:: Listed records

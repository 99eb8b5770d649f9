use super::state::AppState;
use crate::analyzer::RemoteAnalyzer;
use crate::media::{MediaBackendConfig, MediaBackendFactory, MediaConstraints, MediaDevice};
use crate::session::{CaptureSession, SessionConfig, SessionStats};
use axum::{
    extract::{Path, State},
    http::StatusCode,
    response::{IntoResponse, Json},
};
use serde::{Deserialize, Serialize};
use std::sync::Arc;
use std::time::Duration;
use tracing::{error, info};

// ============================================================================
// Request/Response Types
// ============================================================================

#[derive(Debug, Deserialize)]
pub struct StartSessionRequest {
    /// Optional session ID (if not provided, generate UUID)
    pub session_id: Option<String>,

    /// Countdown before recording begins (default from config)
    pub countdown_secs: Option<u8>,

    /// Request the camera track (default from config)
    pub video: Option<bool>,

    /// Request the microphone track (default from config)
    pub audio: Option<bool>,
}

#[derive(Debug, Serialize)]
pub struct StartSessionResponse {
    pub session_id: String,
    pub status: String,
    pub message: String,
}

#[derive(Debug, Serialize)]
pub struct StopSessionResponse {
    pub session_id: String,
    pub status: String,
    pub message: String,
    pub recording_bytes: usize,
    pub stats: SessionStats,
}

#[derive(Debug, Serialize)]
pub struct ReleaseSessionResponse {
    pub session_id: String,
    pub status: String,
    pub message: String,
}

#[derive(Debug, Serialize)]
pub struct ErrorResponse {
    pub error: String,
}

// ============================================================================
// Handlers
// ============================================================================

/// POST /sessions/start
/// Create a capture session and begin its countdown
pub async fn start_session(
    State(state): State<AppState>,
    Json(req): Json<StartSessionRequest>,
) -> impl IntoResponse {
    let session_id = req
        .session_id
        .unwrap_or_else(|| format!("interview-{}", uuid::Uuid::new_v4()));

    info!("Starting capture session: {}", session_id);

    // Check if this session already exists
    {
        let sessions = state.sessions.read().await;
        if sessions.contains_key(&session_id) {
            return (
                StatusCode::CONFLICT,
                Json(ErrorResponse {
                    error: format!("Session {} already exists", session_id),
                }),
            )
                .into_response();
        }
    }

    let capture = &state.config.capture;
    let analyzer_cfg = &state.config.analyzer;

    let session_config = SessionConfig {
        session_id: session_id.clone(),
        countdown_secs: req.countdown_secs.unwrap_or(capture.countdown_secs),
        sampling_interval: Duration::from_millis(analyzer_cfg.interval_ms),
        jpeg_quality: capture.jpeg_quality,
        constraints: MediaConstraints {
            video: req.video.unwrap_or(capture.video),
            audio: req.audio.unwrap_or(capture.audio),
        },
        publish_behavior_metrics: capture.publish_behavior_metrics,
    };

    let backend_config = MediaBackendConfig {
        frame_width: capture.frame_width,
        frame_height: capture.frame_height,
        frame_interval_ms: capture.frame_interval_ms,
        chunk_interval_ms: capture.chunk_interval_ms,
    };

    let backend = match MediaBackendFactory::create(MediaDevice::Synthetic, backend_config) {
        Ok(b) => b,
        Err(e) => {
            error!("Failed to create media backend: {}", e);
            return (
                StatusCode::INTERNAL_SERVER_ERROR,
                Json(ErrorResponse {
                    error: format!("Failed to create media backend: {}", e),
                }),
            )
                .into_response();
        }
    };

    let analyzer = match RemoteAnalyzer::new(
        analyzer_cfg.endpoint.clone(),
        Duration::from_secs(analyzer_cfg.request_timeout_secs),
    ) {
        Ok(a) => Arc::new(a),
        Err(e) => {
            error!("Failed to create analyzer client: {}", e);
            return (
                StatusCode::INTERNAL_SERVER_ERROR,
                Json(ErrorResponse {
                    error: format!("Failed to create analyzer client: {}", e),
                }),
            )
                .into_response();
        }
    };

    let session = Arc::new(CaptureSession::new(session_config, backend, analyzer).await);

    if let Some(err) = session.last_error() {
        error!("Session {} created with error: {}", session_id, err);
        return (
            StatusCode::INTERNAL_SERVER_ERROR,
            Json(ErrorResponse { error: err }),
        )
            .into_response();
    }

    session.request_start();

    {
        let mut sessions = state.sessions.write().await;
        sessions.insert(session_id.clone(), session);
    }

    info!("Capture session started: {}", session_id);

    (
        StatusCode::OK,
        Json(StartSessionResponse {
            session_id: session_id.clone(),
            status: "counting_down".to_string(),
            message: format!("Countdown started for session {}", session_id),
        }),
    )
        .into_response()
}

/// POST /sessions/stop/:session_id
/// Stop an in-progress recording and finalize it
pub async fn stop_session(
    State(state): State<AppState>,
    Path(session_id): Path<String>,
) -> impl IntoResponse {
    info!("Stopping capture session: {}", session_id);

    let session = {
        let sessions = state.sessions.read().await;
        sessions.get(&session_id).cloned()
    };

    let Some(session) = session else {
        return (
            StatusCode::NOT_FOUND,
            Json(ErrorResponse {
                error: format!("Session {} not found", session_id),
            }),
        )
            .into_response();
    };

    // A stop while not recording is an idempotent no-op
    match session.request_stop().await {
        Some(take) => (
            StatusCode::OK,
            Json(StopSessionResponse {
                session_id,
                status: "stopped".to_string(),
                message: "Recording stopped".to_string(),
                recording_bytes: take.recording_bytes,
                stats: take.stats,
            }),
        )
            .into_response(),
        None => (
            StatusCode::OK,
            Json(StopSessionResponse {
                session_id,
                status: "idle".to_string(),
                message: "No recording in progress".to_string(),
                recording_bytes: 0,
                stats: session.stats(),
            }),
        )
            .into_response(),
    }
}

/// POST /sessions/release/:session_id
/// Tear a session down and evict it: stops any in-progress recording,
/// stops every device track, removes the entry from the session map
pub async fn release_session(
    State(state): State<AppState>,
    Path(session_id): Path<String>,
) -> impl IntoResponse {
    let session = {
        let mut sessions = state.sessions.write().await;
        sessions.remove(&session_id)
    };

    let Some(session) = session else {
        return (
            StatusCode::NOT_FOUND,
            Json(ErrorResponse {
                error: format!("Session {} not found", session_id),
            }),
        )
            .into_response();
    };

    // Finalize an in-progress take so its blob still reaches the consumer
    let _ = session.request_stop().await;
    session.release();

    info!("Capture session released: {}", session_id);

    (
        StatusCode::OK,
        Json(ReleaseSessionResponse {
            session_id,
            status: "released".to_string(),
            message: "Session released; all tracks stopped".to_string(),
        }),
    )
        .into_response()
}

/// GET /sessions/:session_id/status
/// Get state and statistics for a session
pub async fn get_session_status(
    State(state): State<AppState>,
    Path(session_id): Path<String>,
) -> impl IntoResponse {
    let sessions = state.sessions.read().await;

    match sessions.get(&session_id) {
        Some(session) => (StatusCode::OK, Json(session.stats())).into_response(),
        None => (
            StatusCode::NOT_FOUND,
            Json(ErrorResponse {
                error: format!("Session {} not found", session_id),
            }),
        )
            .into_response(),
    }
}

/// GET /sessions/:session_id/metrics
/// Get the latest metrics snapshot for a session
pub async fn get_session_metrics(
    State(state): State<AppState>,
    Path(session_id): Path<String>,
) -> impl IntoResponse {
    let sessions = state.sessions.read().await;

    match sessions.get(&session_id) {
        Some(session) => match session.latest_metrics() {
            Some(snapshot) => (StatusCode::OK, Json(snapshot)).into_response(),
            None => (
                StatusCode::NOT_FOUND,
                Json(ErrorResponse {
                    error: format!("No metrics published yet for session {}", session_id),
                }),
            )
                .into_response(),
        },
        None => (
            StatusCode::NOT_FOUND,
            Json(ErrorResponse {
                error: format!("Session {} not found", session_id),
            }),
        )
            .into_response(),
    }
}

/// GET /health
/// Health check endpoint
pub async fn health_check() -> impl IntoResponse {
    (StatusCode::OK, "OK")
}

::::

§ Problem to work on
Which lines in the records above contain the word "SessionConfig"? Copy each one.

§ Task result
use crate::session::{CaptureSession, SessionConfig, SessionStats};
    let session_config = SessionConfig {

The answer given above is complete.